Data extracted from a collection

* * * *

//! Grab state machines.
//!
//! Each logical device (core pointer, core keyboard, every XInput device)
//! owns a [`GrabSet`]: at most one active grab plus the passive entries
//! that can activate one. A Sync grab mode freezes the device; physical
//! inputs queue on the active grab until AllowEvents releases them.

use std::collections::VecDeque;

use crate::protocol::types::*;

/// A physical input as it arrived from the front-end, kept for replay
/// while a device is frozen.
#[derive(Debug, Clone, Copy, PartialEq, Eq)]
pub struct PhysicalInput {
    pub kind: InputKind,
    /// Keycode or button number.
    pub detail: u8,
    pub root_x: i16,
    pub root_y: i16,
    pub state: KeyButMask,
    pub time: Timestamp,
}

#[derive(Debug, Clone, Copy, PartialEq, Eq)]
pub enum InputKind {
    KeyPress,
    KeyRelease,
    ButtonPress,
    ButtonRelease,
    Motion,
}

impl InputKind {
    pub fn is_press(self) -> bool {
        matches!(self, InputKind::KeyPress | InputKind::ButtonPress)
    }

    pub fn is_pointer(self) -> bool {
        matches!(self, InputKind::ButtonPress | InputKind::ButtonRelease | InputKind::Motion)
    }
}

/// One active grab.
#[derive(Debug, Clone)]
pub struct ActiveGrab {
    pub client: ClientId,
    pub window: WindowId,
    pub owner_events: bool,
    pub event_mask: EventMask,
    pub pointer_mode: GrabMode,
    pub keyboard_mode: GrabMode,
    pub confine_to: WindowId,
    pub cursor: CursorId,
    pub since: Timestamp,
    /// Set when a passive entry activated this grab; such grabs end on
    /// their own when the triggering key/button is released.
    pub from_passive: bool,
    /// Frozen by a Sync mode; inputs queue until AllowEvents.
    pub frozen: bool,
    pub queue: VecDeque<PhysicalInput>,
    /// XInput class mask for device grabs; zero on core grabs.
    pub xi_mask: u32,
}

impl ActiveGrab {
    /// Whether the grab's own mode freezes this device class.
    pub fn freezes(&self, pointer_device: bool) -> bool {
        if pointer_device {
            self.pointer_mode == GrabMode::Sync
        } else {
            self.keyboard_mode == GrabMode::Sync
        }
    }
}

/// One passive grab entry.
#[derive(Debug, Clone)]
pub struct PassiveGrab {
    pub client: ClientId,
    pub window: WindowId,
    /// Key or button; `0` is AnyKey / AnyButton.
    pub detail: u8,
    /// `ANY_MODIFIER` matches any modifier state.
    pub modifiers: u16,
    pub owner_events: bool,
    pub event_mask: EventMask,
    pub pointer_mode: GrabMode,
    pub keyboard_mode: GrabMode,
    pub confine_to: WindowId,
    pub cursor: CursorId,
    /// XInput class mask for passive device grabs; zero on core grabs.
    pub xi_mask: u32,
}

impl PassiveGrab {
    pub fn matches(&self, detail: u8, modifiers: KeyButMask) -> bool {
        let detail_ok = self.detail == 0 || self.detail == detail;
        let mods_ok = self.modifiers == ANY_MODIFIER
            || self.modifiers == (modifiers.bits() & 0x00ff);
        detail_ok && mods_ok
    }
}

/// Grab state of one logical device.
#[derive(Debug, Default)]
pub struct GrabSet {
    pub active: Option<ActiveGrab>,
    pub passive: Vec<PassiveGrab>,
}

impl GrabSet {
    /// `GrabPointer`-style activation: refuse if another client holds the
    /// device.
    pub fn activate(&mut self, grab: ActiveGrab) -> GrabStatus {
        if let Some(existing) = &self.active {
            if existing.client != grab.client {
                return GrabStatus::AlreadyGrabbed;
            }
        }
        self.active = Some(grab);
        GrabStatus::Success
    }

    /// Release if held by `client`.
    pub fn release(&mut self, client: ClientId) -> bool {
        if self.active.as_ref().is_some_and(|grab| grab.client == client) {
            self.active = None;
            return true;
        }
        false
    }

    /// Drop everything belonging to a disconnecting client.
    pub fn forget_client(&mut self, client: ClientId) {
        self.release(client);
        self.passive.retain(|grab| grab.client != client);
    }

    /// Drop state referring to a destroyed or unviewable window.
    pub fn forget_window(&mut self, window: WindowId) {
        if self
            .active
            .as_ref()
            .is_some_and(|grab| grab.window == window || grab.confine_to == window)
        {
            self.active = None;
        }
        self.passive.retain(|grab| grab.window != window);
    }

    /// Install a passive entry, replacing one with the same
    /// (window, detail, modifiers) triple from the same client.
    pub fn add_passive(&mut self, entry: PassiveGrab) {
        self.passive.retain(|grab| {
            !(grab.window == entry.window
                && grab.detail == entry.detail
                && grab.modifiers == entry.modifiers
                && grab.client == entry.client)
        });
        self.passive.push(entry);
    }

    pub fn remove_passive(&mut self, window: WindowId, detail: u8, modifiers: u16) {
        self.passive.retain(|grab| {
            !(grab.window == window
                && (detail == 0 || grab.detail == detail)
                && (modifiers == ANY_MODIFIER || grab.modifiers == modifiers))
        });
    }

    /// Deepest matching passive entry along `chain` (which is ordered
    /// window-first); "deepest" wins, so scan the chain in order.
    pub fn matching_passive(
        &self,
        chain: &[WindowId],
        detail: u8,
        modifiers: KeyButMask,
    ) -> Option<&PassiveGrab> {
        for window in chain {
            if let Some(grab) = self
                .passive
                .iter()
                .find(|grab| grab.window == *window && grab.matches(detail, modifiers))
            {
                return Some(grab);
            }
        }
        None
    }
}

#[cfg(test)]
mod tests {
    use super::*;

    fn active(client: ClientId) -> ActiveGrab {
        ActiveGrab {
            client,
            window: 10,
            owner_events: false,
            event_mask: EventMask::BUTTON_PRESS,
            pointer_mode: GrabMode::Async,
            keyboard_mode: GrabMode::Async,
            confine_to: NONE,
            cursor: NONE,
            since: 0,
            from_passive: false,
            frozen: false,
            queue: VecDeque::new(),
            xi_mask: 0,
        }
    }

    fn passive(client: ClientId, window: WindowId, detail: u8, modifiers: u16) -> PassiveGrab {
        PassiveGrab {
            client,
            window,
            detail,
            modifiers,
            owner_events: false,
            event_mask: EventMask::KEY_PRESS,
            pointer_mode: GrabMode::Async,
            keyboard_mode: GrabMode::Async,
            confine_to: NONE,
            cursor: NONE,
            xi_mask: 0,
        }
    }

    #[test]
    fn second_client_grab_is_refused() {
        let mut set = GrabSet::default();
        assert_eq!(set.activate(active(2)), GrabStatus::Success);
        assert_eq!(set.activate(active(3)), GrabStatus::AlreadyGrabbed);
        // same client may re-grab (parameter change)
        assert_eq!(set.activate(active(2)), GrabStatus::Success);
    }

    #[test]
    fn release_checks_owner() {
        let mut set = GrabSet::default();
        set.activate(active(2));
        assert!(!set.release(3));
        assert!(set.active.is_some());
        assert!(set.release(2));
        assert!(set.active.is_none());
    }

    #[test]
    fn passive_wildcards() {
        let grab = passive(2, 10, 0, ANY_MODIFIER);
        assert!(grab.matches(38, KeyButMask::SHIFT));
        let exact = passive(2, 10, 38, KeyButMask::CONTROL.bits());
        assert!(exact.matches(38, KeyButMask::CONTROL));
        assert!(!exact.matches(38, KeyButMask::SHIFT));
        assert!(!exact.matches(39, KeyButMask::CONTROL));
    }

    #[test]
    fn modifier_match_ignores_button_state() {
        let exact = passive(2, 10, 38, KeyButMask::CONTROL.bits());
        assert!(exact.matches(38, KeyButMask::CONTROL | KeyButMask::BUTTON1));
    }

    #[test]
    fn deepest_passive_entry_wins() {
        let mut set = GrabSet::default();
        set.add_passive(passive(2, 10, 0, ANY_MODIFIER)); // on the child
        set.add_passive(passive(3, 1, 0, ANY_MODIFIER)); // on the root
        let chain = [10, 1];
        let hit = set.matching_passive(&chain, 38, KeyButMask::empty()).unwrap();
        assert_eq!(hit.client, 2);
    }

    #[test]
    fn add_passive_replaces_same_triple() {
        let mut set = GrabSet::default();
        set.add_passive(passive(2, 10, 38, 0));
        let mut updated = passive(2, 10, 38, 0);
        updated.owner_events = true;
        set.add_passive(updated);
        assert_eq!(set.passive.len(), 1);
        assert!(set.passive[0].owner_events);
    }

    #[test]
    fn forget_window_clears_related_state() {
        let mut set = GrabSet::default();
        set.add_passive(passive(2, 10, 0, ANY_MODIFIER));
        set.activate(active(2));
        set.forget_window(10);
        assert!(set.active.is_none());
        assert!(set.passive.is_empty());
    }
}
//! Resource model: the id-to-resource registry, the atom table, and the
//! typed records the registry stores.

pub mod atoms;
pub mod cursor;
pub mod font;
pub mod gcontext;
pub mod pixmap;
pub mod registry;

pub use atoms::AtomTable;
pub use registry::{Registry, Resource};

* * * *

From the data above, count the lines that contain "return" and write only that count.

§ ANSWER SPACE
3